━━━━━ Provided data

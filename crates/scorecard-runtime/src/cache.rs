//! Per-run evidence cache.
//!
//! The lexical index is immutable for the lifetime of a run, so the bundle
//! for a query never changes and can be computed once. Criteria that share
//! a description reuse the same bundle.

use moka::future::Cache;
use scorecard_core::{EvidenceBundle, EvidenceSelector, LexicalIndex};

/// Evidence bundles keyed by query text, using moka.
pub struct EvidenceCache {
    cache: Cache<String, EvidenceBundle>,
}

impl EvidenceCache {
    /// Create a cache holding at most `max_entries` bundles.
    pub fn new(max_entries: u64) -> Self {
        let cache = Cache::builder().max_capacity(max_entries).build();
        Self { cache }
    }

    /// Return the cached bundle for `query`, selecting it on first use.
    pub async fn get_or_select(
        &self,
        index: &LexicalIndex,
        selector: &EvidenceSelector,
        query: &str,
    ) -> EvidenceBundle {
        self.cache
            .get_with(query.to_string(), async {
                tracing::trace!(query, "Evidence cache miss");
                selector.select(index, query)
            })
            .await
    }

    pub fn contains(&self, query: &str) -> bool {
        self.cache.contains_key(query)
    }
}

impl std::fmt::Debug for EvidenceCache {
    fn fmt(&self, f: &mut std::fmt::Formatter<'_>) -> std::fmt::Result {
        f.debug_struct("EvidenceCache")
            .field("entries", &self.cache.entry_count())
            .finish()
    }
}
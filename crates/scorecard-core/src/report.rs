//! Final scoring report and its artifacts.

use std::collections::BTreeMap;
use std::fmt::Write as _;

use chrono::{DateTime, Utc};
use serde::de::{MapAccess, Visitor};
use serde::ser::SerializeMap;
use serde::{Deserialize, Deserializer, Serialize, Serializer};

use crate::verdict::Verdict;

/// Weighted contribution of one dimension.
#[derive(Debug, Clone, PartialEq)]
pub struct DimensionScore {
    pub dimension: String,
    pub weighted_value: f64,
}

/// Per-dimension scores in weight-table order, serialized as an object.
#[derive(Debug, Clone, Default, PartialEq)]
pub struct DimensionScores(Vec<DimensionScore>);

impl DimensionScores {
    pub fn new(scores: Vec<DimensionScore>) -> Self {
        Self(scores)
    }

    pub fn get(&self, dimension: &str) -> Option<f64> {
        self.0
            .iter()
            .find(|d| d.dimension == dimension)
            .map(|d| d.weighted_value)
    }

    pub fn iter(&self) -> impl Iterator<Item = &DimensionScore> {
        self.0.iter()
    }

    pub fn len(&self) -> usize {
        self.0.len()
    }

    pub fn is_empty(&self) -> bool {
        self.0.is_empty()
    }
}

impl Serialize for DimensionScores {
    fn serialize<S: Serializer>(&self, serializer: S) -> Result<S::Ok, S::Error> {
        let mut map = serializer.serialize_map(Some(self.0.len()))?;
        for score in &self.0 {
            map.serialize_entry(&score.dimension, &score.weighted_value)?;
        }
        map.end()
    }
}

impl<'de> Deserialize<'de> for DimensionScores {
    fn deserialize<D: Deserializer<'de>>(deserializer: D) -> Result<Self, D::Error> {
        struct ScoresVisitor;

        impl<'de> Visitor<'de> for ScoresVisitor {
            type Value = DimensionScores;

            fn expecting(&self, f: &mut std::fmt::Formatter<'_>) -> std::fmt::Result {
                f.write_str("a map of dimension to weighted score")
            }

            fn visit_map<A: MapAccess<'de>>(self, mut map: A) -> Result<Self::Value, A::Error> {
                let mut scores = Vec::new();
                while let Some((dimension, weighted_value)) = map.next_entry::<String, f64>()? {
                    scores.push(DimensionScore {
                        dimension,
                        weighted_value,
                    });
                }
                Ok(DimensionScores(scores))
            }
        }

        deserializer.deserialize_map(ScoresVisitor)
    }
}

/// Outcome of one scoring run. Immutable once built.
#[derive(Debug, Clone, PartialEq, Serialize, Deserialize)]
pub struct Report {
    /// Sum of weighted dimension scores, rounded to two decimals
    pub total: f64,

    /// Weighted value of every dimension in the weight table
    pub dim_scores: DimensionScores,

    /// Verdict of every criterion, keyed by id
    pub detail: BTreeMap<String, Verdict>,

    /// When the report was aggregated
    pub scored_at: DateTime<Utc>,
}

impl Report {
    /// Criteria that ended with a sentinel verdict.
    pub fn degraded_count(&self) -> usize {
        self.detail.values().filter(|v| v.is_degraded()).count()
    }

    /// Pretty-printed JSON artifact.
    pub fn to_json_pretty(&self) -> Result<String, serde_json::Error> {
        serde_json::to_string_pretty(self)
    }

    /// `dimension,score` summary for spreadsheets.
    pub fn to_csv(&self) -> String {
        let mut out = String::from("dimension,score\n");
        for score in self.dim_scores.iter() {
            let _ = writeln!(
                out,
                "{},{}",
                csv_field(&score.dimension),
                score.weighted_value
            );
        }
        out
    }
}

fn csv_field(value: &str) -> String {
    if value.contains([',', '"', '\n', '\r']) {
        format!("\"{}\"", value.replace('"', "\"\""))
    } else {
        value.to_string()
    }
}
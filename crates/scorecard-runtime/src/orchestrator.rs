//! Concurrency coordinator for a scoring run.
//!
//! One task per criterion, all polled on the caller's task. A counting
//! semaphore caps the oracle requests in flight; tasks past the cap wait
//! for a free slot. Failures are already sentinel verdicts by the time a
//! task finishes, so the join never branches on errors.

use std::collections::BTreeMap;
use std::sync::atomic::{AtomicUsize, Ordering};
use std::sync::Arc;

use futures::future::join_all;
use scorecard_core::{
    segment, Aggregator, EvidenceSelector, LexicalIndex, Report, Rubric, Verdict,
};
use thiserror::Error;
use tokio::sync::Semaphore;

use crate::cache::EvidenceCache;
use crate::config::{ConfigError, RuntimeConfig};
use crate::oracle::ScoringOracle;
use crate::providers::{LlmProvider, ProviderError};
use crate::usage::{LlmUsage, UsageTracker};

/// Errors from setting up or starting a run.
///
/// Individual scoring failures never surface here.
#[derive(Error, Debug)]
pub enum RuntimeError {
    #[error("Provider not configured: {0}")]
    NotConfigured(String),

    #[error("Configuration error: {0}")]
    Config(#[from] ConfigError),

    #[error("Provider error: {0}")]
    Provider(#[from] ProviderError),

    #[error("Rubric has no criteria to score")]
    EmptyRubric,
}

/// Outcome of one scoring run.
#[derive(Debug, Clone)]
pub struct ScoringRun {
    pub report: Report,
    pub usage: LlmUsage,
}

/// Scores documents against rubrics.
pub struct ScoringOrchestrator {
    oracle: ScoringOracle,
    selector: EvidenceSelector,
    aggregator: Aggregator,
    concurrency: usize,
}

impl std::fmt::Debug for ScoringOrchestrator {
    fn fmt(&self, f: &mut std::fmt::Formatter<'_>) -> std::fmt::Result {
        f.debug_struct("ScoringOrchestrator")
            .field("oracle", &self.oracle)
            .field("selector", &self.selector)
            .field("concurrency", &self.concurrency)
            .finish()
    }
}

impl ScoringOrchestrator {
    pub fn builder() -> ScoringOrchestratorBuilder {
        ScoringOrchestratorBuilder::new()
    }

    /// Build an orchestrator talking to the configured chat-completions
    /// endpoint.
    #[cfg(feature = "openai")]
    pub fn from_config(config: RuntimeConfig) -> Result<Self, RuntimeError> {
        let credential = config.credential.clone().ok_or_else(|| {
            RuntimeError::NotConfigured(format!(
                "Scoring API key required: set 'api_key' in config or {} environment variable",
                crate::providers::API_KEY_ENV
            ))
        })?;
        let provider = crate::providers::ChatCompletionsProvider::with_credential(
            credential,
            config.endpoint.clone(),
        );
        Self::builder()
            .provider(Arc::new(provider))
            .config(config)
            .build()
    }

    pub fn concurrency(&self) -> usize {
        self.concurrency
    }

    /// Segment `text`, index it once and score every criterion of `rubric`.
    pub async fn score_document(
        &self,
        text: &str,
        rubric: &Rubric,
    ) -> Result<ScoringRun, RuntimeError> {
        let index = LexicalIndex::new(segment(text));
        self.score_index(&index, rubric).await
    }

    /// Score every criterion of `rubric` against a prebuilt index.
    pub async fn score_index(
        &self,
        index: &LexicalIndex,
        rubric: &Rubric,
    ) -> Result<ScoringRun, RuntimeError> {
        let criteria = rubric.criteria();
        if criteria.is_empty() {
            return Err(RuntimeError::EmptyRubric);
        }

        let total = criteria.len();
        tracing::info!(
            criteria = total,
            sentences = index.len(),
            concurrency = self.concurrency,
            provider = self.oracle.provider_name(),
            "Scoring run started"
        );

        let gate = Semaphore::new(self.concurrency);
        let cache = EvidenceCache::new(total as u64);
        let tracker = UsageTracker::new();
        let completed = AtomicUsize::new(0);

        let tasks = criteria.iter().map(|(id, criterion)| {
            let (gate, cache, tracker, completed) = (&gate, &cache, &tracker, &completed);
            async move {
                let evidence = cache
                    .get_or_select(index, &self.selector, &criterion.text)
                    .await;

                let outcome = {
                    // The gate is never closed, so acquire cannot fail
                    let _permit = gate.acquire().await.ok();
                    self.oracle.judge(criterion, &evidence).await
                };

                tracker.record(outcome.usage.as_ref(), outcome.verdict.is_degraded());
                let done = completed.fetch_add(1, Ordering::Relaxed) + 1;
                tracing::info!(
                    criterion = %id,
                    score = outcome.verdict.score,
                    status = %outcome.verdict.status,
                    completed = done,
                    total,
                    "Criterion scored"
                );

                (id.clone(), outcome.verdict)
            }
        });

        let verdicts: BTreeMap<String, Verdict> = join_all(tasks).await.into_iter().collect();
        let report = self.aggregator.aggregate(verdicts);
        let usage = tracker.snapshot();

        tracing::info!(
            total = report.total,
            degraded = usage.degraded_calls,
            llm_calls = usage.llm_calls,
            total_tokens = usage.total_tokens,
            "Scoring run finished"
        );

        Ok(ScoringRun { report, usage })
    }
}

/// Builder for [`ScoringOrchestrator`].
pub struct ScoringOrchestratorBuilder {
    provider: Option<Arc<dyn LlmProvider>>,
    config: RuntimeConfig,
}

impl ScoringOrchestratorBuilder {
    pub fn new() -> Self {
        Self {
            provider: None,
            config: RuntimeConfig::default(),
        }
    }

    pub fn provider(mut self, provider: Arc<dyn LlmProvider>) -> Self {
        self.provider = Some(provider);
        self
    }

    pub fn config(mut self, config: RuntimeConfig) -> Self {
        self.config = config;
        self
    }

    /// Validate the configuration and build.
    pub fn build(self) -> Result<ScoringOrchestrator, RuntimeError> {
        let provider = self
            .provider
            .ok_or_else(|| RuntimeError::NotConfigured("no LLM provider set".to_string()))?;
        self.config.validate()?;

        Ok(ScoringOrchestrator {
            oracle: ScoringOracle::new(
                provider,
                self.config.completion_config(),
                self.config.persona.clone(),
            ),
            selector: EvidenceSelector::new(
                self.config.evidence_k,
                self.config.evidence_token_budget,
            ),
            aggregator: Aggregator::new(self.config.weights.clone()),
            concurrency: self.config.concurrency,
        })
    }
}

impl Default for ScoringOrchestratorBuilder {
    fn default() -> Self {
        Self::new()
    }
}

━━━━━━━━━━

— What the task requires —
Read through the entries, then copy every line where the string "against" is found.

— Task result —
/// Scores documents against rubrics.
    /// Score every criterion of `rubric` against a prebuilt index.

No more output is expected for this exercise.